- Your goal
Exactly the line that contains "Every REST caller" and the lines following it to the end of the data are to be reproduced, and nothing more.

------------------------------------------------------------

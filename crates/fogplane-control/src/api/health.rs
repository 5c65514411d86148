//! Health check endpoint.

use axum::{extract::State, http::StatusCode, Json};
use serde::Serialize;

use super::router::AppState;

#[derive(Serialize)]
pub struct HealthResponse {
    pub status: &'static str,
    pub version: &'static str,
}

/// GET /health
pub async fn health_check(
    State(state): State<AppState>,
) -> Result<Json<HealthResponse>, StatusCode> {
    state.services.store().ping().await.map_err(|e| {
        tracing::warn!(error = %e, "health check failed");
        StatusCode::SERVICE_UNAVAILABLE
    })?;

    Ok(Json(HealthResponse {
        status: "healthy",
        version: env!("CARGO_PKG_VERSION"),
    }))
}
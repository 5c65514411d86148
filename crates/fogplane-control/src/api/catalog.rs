//! Catalog and registry API handlers.

use axum::{
    extract::{Path, State},
    http::StatusCode,
    Json,
};

use crate::db::{CatalogItem, NewCatalogItem, NewRegistry, Registry};
use crate::error::ProblemDetails;
use crate::services::Caller;

use super::router::AppState;

/// POST /catalog - Add a catalog item
pub async fn add_catalog_item(
    State(state): State<AppState>,
    Json(input): Json<NewCatalogItem>,
) -> Result<(StatusCode, Json<CatalogItem>), ProblemDetails> {
    let item = state.services.catalog().add_catalog_item(input).await?;
    Ok((StatusCode::CREATED, Json(item)))
}

/// GET /catalog/:id - Get a catalog item
pub async fn get_catalog_item(
    State(state): State<AppState>,
    Path(id): Path<i64>,
) -> Result<Json<CatalogItem>, ProblemDetails> {
    let item = state
        .services
        .catalog()
        .get_catalog_item(id, Caller::Api)
        .await?;
    Ok(Json(item))
}

/// POST /registries - Add a registry
pub async fn add_registry(
    State(state): State<AppState>,
    Json(input): Json<NewRegistry>,
) -> Result<(StatusCode, Json<Registry>), ProblemDetails> {
    let registry = state.services.catalog().add_registry(input).await?;
    Ok((StatusCode::CREATED, Json(registry)))
}
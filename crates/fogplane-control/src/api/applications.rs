//! Applications API handlers.

use axum::{
    extract::{Path, State},
    http::StatusCode,
    Json,
};

use crate::db::{Application, ApplicationPatch};
use crate::error::ProblemDetails;
use crate::services::{ApplicationManifest, ApplicationView, Caller};

use super::router::AppState;

/// POST /applications - Create an application from a manifest
pub async fn create_application(
    State(state): State<AppState>,
    Json(manifest): Json<ApplicationManifest>,
) -> Result<(StatusCode, Json<ApplicationView>), ProblemDetails> {
    let view = state
        .services
        .applications()
        .create(manifest, Caller::Api)
        .await?;
    Ok((StatusCode::CREATED, Json(view)))
}

/// GET /applications - List applications
pub async fn list_applications(
    State(state): State<AppState>,
) -> Result<Json<Vec<Application>>, ProblemDetails> {
    let applications = state.services.applications().list(Caller::Api).await?;
    Ok(Json(applications))
}

/// GET /applications/:name - Get an application with its microservices and routes
pub async fn get_application(
    State(state): State<AppState>,
    Path(name): Path<String>,
) -> Result<Json<ApplicationView>, ProblemDetails> {
    let view = state.services.applications().get(&name, Caller::Api).await?;
    Ok(Json(view))
}

/// PUT /applications/:name - Reconcile an application with a manifest
pub async fn update_application(
    State(state): State<AppState>,
    Path(name): Path<String>,
    Json(manifest): Json<ApplicationManifest>,
) -> Result<Json<ApplicationView>, ProblemDetails> {
    let view = state
        .services
        .applications()
        .update(&name, manifest, Caller::Api)
        .await?;
    Ok(Json(view))
}

/// PATCH /applications/:name - Update description or activation
pub async fn patch_application(
    State(state): State<AppState>,
    Path(name): Path<String>,
    Json(patch): Json<ApplicationPatch>,
) -> Result<Json<Application>, ProblemDetails> {
    let application = state
        .services
        .applications()
        .patch(&name, patch, Caller::Api)
        .await?;
    Ok(Json(application))
}

/// DELETE /applications/:name - Delete an application and everything in it
pub async fn delete_application(
    State(state): State<AppState>,
    Path(name): Path<String>,
) -> Result<StatusCode, ProblemDetails> {
    state
        .services
        .applications()
        .delete(&name, Caller::Api)
        .await?;
    Ok(StatusCode::NO_CONTENT)
}
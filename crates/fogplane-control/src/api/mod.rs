//! REST API handlers for the control plane.
//!
//! Every REST caller is unprivileged ([`Caller::Api`](crate::services::Caller)).

mod agents;
mod applications;
mod catalog;
mod events;
mod health;
mod metrics;
mod microservices;
mod router;
mod routes;

pub use router::{create_router, AppState};

#[cfg(test)]
mod tests;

------------------------------------------------------------

- Task response
//! Every REST caller is unprivileged ([`Caller::Api`](crate::services::Caller)).

mod agents;
mod applications;
mod catalog;
mod events;
mod health;
mod metrics;
mod microservices;
mod router;
mod routes;

pub use router::{create_router, AppState};

#[cfg(test)]
mod tests;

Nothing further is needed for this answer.